AB209. SOH26AB_0277b. Case report of laparoscopic management of small bowel ischaemia from closed loop obstruction: the role of indocyanine green fluorescence in avoiding bowel resection
General Surgery Posters I

AB209. SOH26AB_0277b. Case report of laparoscopic management of small bowel ischaemia from closed loop obstruction: the role of indocyanine green fluorescence in avoiding bowel resection

Taylor Bergin, Brian Barry

Department of Surgery, Bon Secours Hospital, Cork, Ireland


Background: Assessment of small bowel viability in closed-loop obstruction is challenging, and intraoperative decisions are often based on subjective visual cues. Indocyanine green (ICG) fluorescence angiography provides objective real-time perfusion assessment but is not routinely used in emergency laparoscopic surgery. We present a case where ICG directly changed operative management and prevented unnecessary bowel resection.

Case Description: A 74-year-old man with significant comorbidities—atrial fibrillation on dabigatran, ischaemic heart disease, mitral regurgitation, type 2 diabetes, hypertension, and prior umbilical hernia repair—presented with 24 hours of abdominal pain, vomiting, and distension. He was tachycardic with rising lactate (4.1 → 4.7 mmol/L), leukocytosis (26.3×109/L), and acute kidney injury. Computed tomography (CT) demonstrated a high-grade closed-loop small bowel obstruction in the left upper quadrant with long-segment mural thickening and mesenteric stranding concerning for ischaemia. The patient underwent urgent laparoscopic adhesiolysis. A tight band adhesion created a closed-loop segment. Approximately 30 cm of small bowel appeared dusky, oedematous, and poorly contractile despite observation. Resection was considered. ICG fluorescence angiography (3 mL) demonstrated immediate perfusion throughout the questionable segment, confirming viability. Resection was therefore avoided. The patient required short-term postoperative vasopressor support but recovered well, tolerating diet by postoperative day 2 and discharging home on day 5.

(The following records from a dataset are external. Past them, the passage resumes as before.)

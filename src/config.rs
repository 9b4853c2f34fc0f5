//! Configuration file handling.
//!
//! This module handles loading, validating and merging configuration from
//! `.adinsight.toml` files.

use crate::error::{EngineError, EngineResult};
use anyhow::{Context, Result};
use serde::{Deserialize, Serialize};
use std::path::Path;

/// Default configuration file name, looked up in the working directory.
pub const DEFAULT_CONFIG_FILE: &str = ".adinsight.toml";

/// Tolerance on the sum of the confidence weights.
const WEIGHT_SUM_TOLERANCE: f64 = 0.01;

/// Root configuration structure.
#[derive(Debug, Clone, Default, PartialEq, Serialize, Deserialize)]
pub struct Config {
    /// Detection thresholds.
    #[serde(default)]
    pub thresholds: Thresholds,

    /// Generator and evaluator limits.
    #[serde(default)]
    pub agents: AgentSettings,

    /// Weights of the adjusted confidence formula.
    #[serde(default)]
    pub confidence_weights: ConfidenceWeights,

    /// Retry policy for the whole pipeline.
    #[serde(default)]
    pub retry: RetrySettings,

    /// Logging settings.
    #[serde(default)]
    pub logging: LoggingConfig,

    /// Dataset cleaning settings.
    #[serde(default)]
    pub data_quality: DataQualityConfig,
}

/// Thresholds, all fractions in `[0, 1]`.
#[derive(Debug, Clone, PartialEq, Serialize, Deserialize)]
pub struct Thresholds {
    /// CTR under which delivery is called weak in the reasoning.
    #[serde(default = "default_low_ctr")]
    pub low_ctr: f64,

    /// Adjusted confidence at which an insight counts as strong.
    #[serde(default = "default_high_confidence")]
    pub high_confidence: f64,

    /// Relative ROAS move worth calling out in the reasoning.
    #[serde(default = "default_roas_change_significant")]
    pub roas_change_significant: f64,

    /// Average relative change under which a trend is stable.
    #[serde(default = "default_trend_stable_threshold")]
    pub trend_stable_threshold: f64,
}

impl Default for Thresholds {
    fn default() -> Self {
        Self {
            low_ctr: default_low_ctr(),
            high_confidence: default_high_confidence(),
            roas_change_significant: default_roas_change_significant(),
            trend_stable_threshold: default_trend_stable_threshold(),
        }
    }
}

fn default_low_ctr() -> f64 {
    0.01
}

fn default_high_confidence() -> f64 {
    0.7
}

fn default_roas_change_significant() -> f64 {
    0.15
}

fn default_trend_stable_threshold() -> f64 {
    0.05
}

/// Limits for the generator and evaluator.
#[derive(Debug, Clone, PartialEq, Serialize, Deserialize)]
pub struct AgentSettings {
    /// Upper bound on generated hypotheses (the floor of three still wins).
    #[serde(default = "default_max_hypotheses")]
    pub max_hypotheses: usize,

    /// Rows required in each group before a significance test runs.
    #[serde(default = "default_min_data_points")]
    pub min_data_points: usize,
}

impl Default for AgentSettings {
    fn default() -> Self {
        Self {
            max_hypotheses: default_max_hypotheses(),
            min_data_points: default_min_data_points(),
        }
    }
}

fn default_max_hypotheses() -> usize {
    5
}

fn default_min_data_points() -> usize {
    10
}

/// `adjusted = w1 * initial + w2 * validation + w3 * segmentation`.
#[derive(Debug, Clone, PartialEq, Serialize, Deserialize)]
pub struct ConfidenceWeights {
    #[serde(default = "default_insight_weight")]
    pub insight_confidence: f64,

    #[serde(default = "default_validation_weight")]
    pub validation_strength: f64,

    #[serde(default = "default_segmentation_weight")]
    pub segmentation_evidence: f64,
}

impl Default for ConfidenceWeights {
    fn default() -> Self {
        Self {
            insight_confidence: default_insight_weight(),
            validation_strength: default_validation_weight(),
            segmentation_evidence: default_segmentation_weight(),
        }
    }
}

fn default_insight_weight() -> f64 {
    0.4
}

fn default_validation_weight() -> f64 {
    0.4
}

fn default_segmentation_weight() -> f64 {
    0.2
}

impl ConfidenceWeights {
    /// Weighted combination, clamped to `[0, 1]`.
    pub fn combine(&self, initial: f64, validation: f64, segmentation: f64) -> f64 {
        let score = self.insight_confidence * initial
            + self.validation_strength * validation
            + self.segmentation_evidence * segmentation;
        if score.is_finite() {
            score.clamp(0.0, 1.0)
        } else {
            0.0
        }
    }

    fn sum(&self) -> f64 {
        self.insight_confidence + self.validation_strength + self.segmentation_evidence
    }
}

/// Exponential backoff policy.
#[derive(Debug, Clone, PartialEq, Serialize, Deserialize)]
pub struct RetrySettings {
    #[serde(default = "default_max_retries")]
    pub max_retries: u32,

    #[serde(default = "default_backoff_multiplier")]
    pub backoff_multiplier: f64,

    #[serde(default = "default_base_delay_ms")]
    pub base_delay_ms: u64,
}

impl Default for RetrySettings {
    fn default() -> Self {
        Self {
            max_retries: default_max_retries(),
            backoff_multiplier: default_backoff_multiplier(),
            base_delay_ms: default_base_delay_ms(),
        }
    }
}

fn default_max_retries() -> u32 {
    3
}

fn default_backoff_multiplier() -> f64 {
    2.0
}

fn default_base_delay_ms() -> u64 {
    1000
}

/// Log output format.
#[derive(Debug, Clone, Copy, Default, PartialEq, Eq, Serialize, Deserialize)]
#[serde(rename_all = "lowercase")]
pub enum LogFormat {
    #[default]
    Compact,
    Json,
}

#[derive(Debug, Clone, PartialEq, Serialize, Deserialize)]
pub struct LoggingConfig {
    /// One of trace, debug, info, warn, error.
    #[serde(default = "default_log_level")]
    pub level: String,

    #[serde(default)]
    pub format: LogFormat,
}

impl Default for LoggingConfig {
    fn default() -> Self {
        Self {
            level: default_log_level(),
            format: LogFormat::default(),
        }
    }
}

fn default_log_level() -> String {
    "info".to_string()
}

#[derive(Debug, Clone, PartialEq, Serialize, Deserialize)]
pub struct DataQualityConfig {
    /// chrono format string for the `date` column.
    #[serde(default = "default_date_format")]
    pub date_format: String,
}

impl Default for DataQualityConfig {
    fn default() -> Self {
        Self {
            date_format: default_date_format(),
        }
    }
}

fn default_date_format() -> String {
    "%Y-%m-%d".to_string()
}

impl Config {
    /// Load configuration from a file path.
    pub fn load(path: &Path) -> Result<Self> {
        let content = std::fs::read_to_string(path)
            .with_context(|| format!("Failed to read config file: {}", path.display()))?;

        let config: Config = toml::from_str(&content)
            .with_context(|| format!("Failed to parse config file: {}", path.display()))?;

        Ok(config)
    }

    /// Try to load configuration from the default location.
    ///
    /// Returns `Ok(None)` if the file doesn't exist, `Err` if it exists but can't be parsed.
    pub fn load_default() -> Result<Option<Self>> {
        let default_path = Path::new(DEFAULT_CONFIG_FILE);

        if default_path.exists() {
            Ok(Some(Self::load(default_path)?))
        } else {
            Ok(None)
        }
    }

    /// Merge this configuration with CLI arguments.
    ///
    /// Only values the user passed explicitly override the file.
    pub fn merge_with_args(&mut self, args: &crate::cli::Args) {
        if let Some(max) = args.max_hypotheses {
            self.agents.max_hypotheses = max;
        }

        if args.verbose {
            self.logging.level = "debug".to_string();
        } else if args.quiet {
            self.logging.level = "error".to_string();
        }
    }

    /// Check every value before the pipeline starts.
    pub fn validate(&self) -> EngineResult<()> {
        let t = &self.thresholds;
        for (field, value) in [
            ("thresholds.low_ctr", t.low_ctr),
            ("thresholds.high_confidence", t.high_confidence),
            ("thresholds.roas_change_significant", t.roas_change_significant),
            ("thresholds.trend_stable_threshold", t.trend_stable_threshold),
        ] {
            check_unit_interval(field, value)?;
        }

        if self.agents.max_hypotheses < 1 {
            return Err(EngineError::configuration(
                "agents.max_hypotheses",
                self.agents.max_hypotheses,
                "must be at least 1",
            ));
        }
        if self.agents.min_data_points < 2 {
            return Err(EngineError::configuration(
                "agents.min_data_points",
                self.agents.min_data_points,
                "a significance test needs at least 2 rows per group",
            ));
        }

        let w = &self.confidence_weights;
        for (field, value) in [
            ("confidence_weights.insight_confidence", w.insight_confidence),
            ("confidence_weights.validation_strength", w.validation_strength),
            ("confidence_weights.segmentation_evidence", w.segmentation_evidence),
        ] {
            check_unit_interval(field, value)?;
        }

        let sum = w.sum();
        if (sum - 1.0).abs() > WEIGHT_SUM_TOLERANCE {
            return Err(EngineError::configuration(
                "confidence_weights",
                format!("sum {:.3}", sum),
                "weights must sum to 1.0",
            ));
        }

        // A rejected hypothesis scores at most w1 and an inconclusive one with
        // thin evidence at most w1 + 0.3 * w2; both must stay under 0.6.
        let thin_ceiling = w.insight_confidence + 0.3 * w.validation_strength;
        if thin_ceiling >= 0.6 {
            return Err(EngineError::configuration(
                "confidence_weights.insight_confidence",
                w.insight_confidence,
                format!(
                    "insight_confidence + 0.3 * validation_strength = {:.3} must stay below 0.6",
                    thin_ceiling
                ),
            ));
        }
        // A confirmed hypothesis with no initial confidence must reach 0.3.
        if w.validation_strength < 0.3 {
            return Err(EngineError::configuration(
                "confidence_weights.validation_strength",
                w.validation_strength,
                "must be at least 0.3",
            ));
        }

        let r = &self.retry;
        if !(r.backoff_multiplier.is_finite() && r.backoff_multiplier >= 1.0) {
            return Err(EngineError::configuration(
                "retry.backoff_multiplier",
                r.backoff_multiplier,
                "must be at least 1.0",
            ));
        }

        Ok(())
    }

    /// Generate a default configuration file content.
    pub fn default_toml() -> String {
        let config = Config::default();
        toml::to_string_pretty(&config).unwrap_or_else(|_| String::new())
    }
}

fn check_unit_interval(field: &str, value: f64) -> EngineResult<()> {
    if value.is_finite() && (0.0..=1.0).contains(&value) {
        Ok(())
    } else {
        Err(EngineError::configuration(
            field,
            value,
            "must be a finite value in [0, 1]",
        ))
    }
}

Conclusions: ICG fluorescence provided objective confirmation of bowel viability and altered operative decision-making, preventing unnecessary resection. This case highlights the value of ICG as a decision-support tool in emergency laparoscopic surgery for suspected ischaemic obstruction.

Keywords: Bowel viability assessment; closed-loop obstruction; indocyanine green fluorescence (ICG fluorescence); small bowel ischaemia; case report


Acknowledgments

None.


Footnote

Funding: None.

Conflicts of Interest: The authors have no conflicts of interest to declare.

Ethical Statement: The authors are accountable for all aspects of the work in ensuring that questions related to the accuracy or integrity of any part of the work are appropriately investigated and resolved.

Open Access Statement: This is an Open Access article distributed in accordance with the Creative Commons Attribution-NonCommercial-NoDerivs 4.0 International License (CC BY-NC-ND 4.0), which permits the non-commercial replication and distribution of the article with the strict proviso that no changes or edits are made and the original work is properly cited (including links to both the formal publication through the relevant DOI and the license). See: https://creativecommons.org/licenses/by-nc-nd/4.0/.


doi: 10.21037/map-26-ab209
Cite this abstract as: Bergin T, Barry B. AB209. SOH26AB_0277b. Case report of laparoscopic management of small bowel ischaemia from closed loop obstruction: the role of indocyanine green fluorescence in avoiding bowel resection. Mesentery Peritoneum 2026;10:AB209.